Word of Somerset's plight leaked out before the ship set sail, and a writ (claim) of habeas corpus was issued to bring him before a court. Habeas corpus literally means 'you must have the body' and the ancient writ of habeas corpus (which still survives today) commands any person holding someone in custody to bring that person before the court and justify his detention.

The case was heard by Lord Mansfield. It was argued that there were over ten thousand slaves in England at this time, and if he let Somerset free the result would be to abolish slavery altogether. This would cause great economic loss to many people. Lord Mansfield ended slavery in England with these words: 'The state of slavery is so odious that nothing can be suffered to support it, but positive law [meaning an Act of Parliament]. Whatever inconvenience, therefore, may follow from the decision, I cannot say that the case [in favour of slavery] is allowed or affirmed by the law of England. The air of England is too pure for any slave to breathe. Let the black go free.'

It is not within the scope of this book to give a detailed history of the courts, or to recount the many stories which might be told of important judge-made laws; but it is necessary to understand that the courts are still constantly advancing the law to meet the ever-changing demands of society.
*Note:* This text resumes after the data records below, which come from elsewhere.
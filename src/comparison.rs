//! What is compared between the baseline and a candidate.
//!
//! The harness only times functions and stores whatever a [Comparison] captures from them.
//! Four comparisons cover the supported signatures:
//!
//! | comparison     | function returns | stored output       | error column           |
//! |----------------|------------------|---------------------|------------------------|
//! | [ValueMetric]  | a value          | the return value    | `metric(&reference, &output)` |
//! | [OutputOnly]   | a value          | the return value    | none                   |
//! | [StateMetric]  | `()`             | state captured from the arguments | `metric(&reference, &state)` |
//! | [TimingOnly]   | `()`             | nothing             | none                   |

use std::{any::type_name, marker::PhantomData};

use crate::{
    error::{HarnessError, Result},
    output_value::OutputValue,
};

/// Title of the error column.
pub const ERROR_COLUMN_TITLE: &str = "Error";

/// Which comparison columns show up in the report.
#[derive(Debug, Clone, Copy, PartialEq, Eq)]
pub struct Columns {
    /// Title of the output column, if outputs are shown.
    pub output: Option<&'static str>,
    /// Whether the error column is shown.
    pub error: bool,
}

/// Captures a comparable output from a measured function and compares it to the reference.
///
/// `W` is the working argument set, `R` the return type of the benchmarked functions.
pub trait Comparison<W, R> {
    /// What is stored per record.
    type Output;
    /// What the metric computes.
    type Error;

    /// Extracts the output after the measured calls. `output` is the return value of the
    /// picked iteration, `working` the working set after the final call.
    fn capture(&self, output: R, working: &W) -> Result<Self::Output>;

    /// Computes the error of `candidate` relative to `reference`.
    fn compare(&self, reference: &Self::Output, candidate: &Self::Output) -> Self::Error;

    /// The columns shown in the report.
    fn columns(&self) -> Columns;

    /// Formats a stored output for its column.
    fn format_output(&self, output: &Self::Output) -> Option<String>;

    /// Formats an error for its column.
    fn format_error(&self, error: &Self::Error) -> Option<String>;
}

/// Compares return values with a metric.
pub struct ValueMetric<M, E> {
    metric: M,
    _error: PhantomData<fn() -> E>,
}

impl<M, E> ValueMetric<M, E> {
    /// Uses `metric(reference, candidate)` as error.
    pub fn new(metric: M) -> Self {
        Self {
            metric,
            _error: PhantomData,
        }
    }
}

impl<W, R, M, E> Comparison<W, R> for ValueMetric<M, E>
where
    R: OutputValue,
    E: OutputValue,
    M: Fn(&R, &R) -> E,
{
    type Output = R;
    type Error = E;

    fn capture(&self, output: R, _working: &W) -> Result<R> {
        Ok(output)
    }
    fn compare(&self, reference: &R, candidate: &R) -> E {
        (self.metric)(reference, candidate)
    }
    fn columns(&self) -> Columns {
        Columns {
            output: Some(R::column_title()),
            error: true,
        }
    }
    fn format_output(&self, output: &R) -> Option<String> {
        output.format()
    }
    fn format_error(&self, error: &E) -> Option<String> {
        error.format()
    }
}

/// Keeps return values for display without computing an error.
#[derive(Debug, Clone, Copy, Default)]
pub struct OutputOnly;

impl<W, R: OutputValue> Comparison<W, R> for OutputOnly {
    type Output = R;
    type Error = ();

    fn capture(&self, output: R, _working: &W) -> Result<R> {
        Ok(output)
    }
    fn compare(&self, _reference: &R, _candidate: &R) {}
    fn columns(&self) -> Columns {
        Columns {
            output: Some(R::column_title()),
            error: false,
        }
    }
    fn format_output(&self, output: &R) -> Option<String> {
        output.format()
    }
    fn format_error(&self, _error: &()) -> Option<String> {
        None
    }
}

/// Captures state of type `S` from the arguments of a void function and compares it with
/// a metric.
///
/// The accessor sees the working set after the final call. Returning `None` fails the
/// measurement with [HarnessError::TypeNotFoundInArguments].
pub struct StateMetric<G, M, S, E> {
    accessor: G,
    metric: M,
    _marker: PhantomData<fn() -> (S, E)>,
}

impl<G, M, S, E> StateMetric<G, M, S, E> {
    /// Captures via `accessor` and compares via `metric(reference, candidate)`.
    pub fn new(accessor: G, metric: M) -> Self {
        Self {
            accessor,
            metric,
            _marker: PhantomData,
        }
    }
}

impl<W, G, M, S, E> Comparison<W, ()> for StateMetric<G, M, S, E>
where
    G: Fn(&W) -> Option<S>,
    M: Fn(&S, &S) -> E,
    E: OutputValue,
{
    type Output = S;
    type Error = E;

    fn capture(&self, _output: (), working: &W) -> Result<S> {
        (self.accessor)(working).ok_or(HarnessError::TypeNotFoundInArguments {
            type_name: type_name::<S>(),
        })
    }
    fn compare(&self, reference: &S, candidate: &S) -> E {
        (self.metric)(reference, candidate)
    }
    fn columns(&self) -> Columns {
        Columns {
            output: None,
            error: true,
        }
    }
    fn format_output(&self, _output: &S) -> Option<String> {
        None
    }
    fn format_error(&self, error: &E) -> Option<String> {
        error.format()
    }
}

/// Only runtime and speedup are reported.
#[derive(Debug, Clone, Copy, Default)]
pub struct TimingOnly;

impl<W> Comparison<W, ()> for TimingOnly {
    type Output = ();
    type Error = ();

    fn capture(&self, _output: (), _working: &W) -> Result<()> {
        Ok(())
    }
    fn compare(&self, _reference: &(), _candidate: &()) {}
    fn columns(&self) -> Columns {
        Columns {
            output: None,
            error: false,
        }
    }
    fn format_output(&self, _output: &()) -> Option<String> {
        None
    }
    fn format_error(&self, _error: &()) -> Option<String> {
        None
    }
}

#[cfg(test)]
mod tests {
    use super::*;
    use crate::args::first_of_type;

    #[test]
    fn value_metric() {
        let comparison = ValueMetric::new(|a: &f64, b: &f64| a - b);
        let output = Comparison::<(), f64>::capture(&comparison, 12.0, &()).unwrap();
        assert_eq!(Comparison::<(), f64>::compare(&comparison, &12.5, &output), 0.5);
        assert_eq!(
            Comparison::<(), f64>::columns(&comparison),
            Columns {
                output: Some("Result"),
                error: true
            }
        );
    }

    #[test]
    fn state_metric_captures_from_arguments() {
        let comparison = StateMetric::<_, _, Vec<i32>, i64>::new(
            first_of_type::<(Vec<i32>, usize), Vec<i32>>,
            |a: &Vec<i32>, b: &Vec<i32>| (b.len() as i64) - (a.len() as i64),
        );
        let working = (vec![1, 2, 3], 4usize);
        let state = comparison.capture((), &working).unwrap();
        assert_eq!(state, vec![1, 2, 3]);
        assert_eq!(
            Comparison::<(Vec<i32>, usize), ()>::compare(&comparison, &vec![1], &state),
            2
        );
    }

    #[test]
    fn state_metric_without_state_fails() {
        let comparison = StateMetric::<_, _, String, u8>::new(
            first_of_type::<(u32,), String>,
            |_: &String, _: &String| 0u8,
        );
        let result = comparison.capture((), &(1u32,));
        assert_eq!(
            result,
            Err(HarnessError::TypeNotFoundInArguments {
                type_name: type_name::<String>()
            })
        );
    }

    #[test]
    fn timing_only_has_no_columns() {
        let columns = Comparison::<(), ()>::columns(&TimingOnly);
        assert_eq!(columns.output, None);
        assert!(!columns.error);
    }
}
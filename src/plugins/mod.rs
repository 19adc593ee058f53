//! The plugin system works by registering to events.
//!
//! # Example
//! ```rust
//! use benchcmp::*;
//! use benchcmp::plugins::*;
//!
//! #[derive(Default)]
//! struct Slowest {
//!     worst: Option<(String, f64)>,
//! }
//!
//! impl EventListener for Slowest {
//!     fn name(&self) -> &'static str {
//!         "slowest"
//!     }
//!     fn on_event(&mut self, event: HarnessEvents) {
//!         if let HarnessEvents::MeasureStop { id, average_ns } = event {
//!             if self.worst.as_ref().map_or(true, |(_, ns)| average_ns > *ns) {
//!                 self.worst = Some((id.to_string(), average_ns));
//!             }
//!         }
//!     }
//!     fn as_any(&mut self) -> &mut dyn std::any::Any {
//!         self
//!     }
//! }
//!
//! let mut bench = BenchmarkBuilder::new(10)
//!     .add_plugin(Slowest::default())
//!     .output_only(|x: &mut u64| *x + 1, (41u64,))
//!     .unwrap();
//! bench.insert(|x: &mut u64| *x * 2 - 41, "doubled").unwrap();
//! bench.run().unwrap();
//! let slowest = bench
//!     .events()
//!     .downcast_listener::<Slowest>("slowest")
//!     .unwrap();
//! assert!(slowest.worst.is_some());
//! ```

pub(crate) mod alloc;
pub mod events;
mod trashers;

pub use alloc::{PeakMemAllocPlugin, ALLOC_EVENT_LISTENER_NAME};
pub use events::*;
#[cfg(feature = "branch_predictor")]
pub use trashers::BPUTrasher;
pub use trashers::{CacheTrasher, TrashOn};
Some dramatic examples of this are to be found in cases involving difficult questions of medical ethics—ranging from artificial birth and 'cloning' to the artificial prolonging of life. Doctors may have their own and varied views about these life and death issues, but it has been left to the courts to devise the sensitive rules which govern these situations. Another recent illustration of the courts being prepared to move with the times concerns the offence of rape:

• For centuries it had been the (common) law of the land that a man could not be found guilty of raping his wife. In a case heard in 1992 (also see Chapter 11), the courts decided that in this day and age, where a husband and wife had separated, and she wished to have nothing more to do with him, the husband would be guilty of rape if he had sexual intercourse with her without her consent.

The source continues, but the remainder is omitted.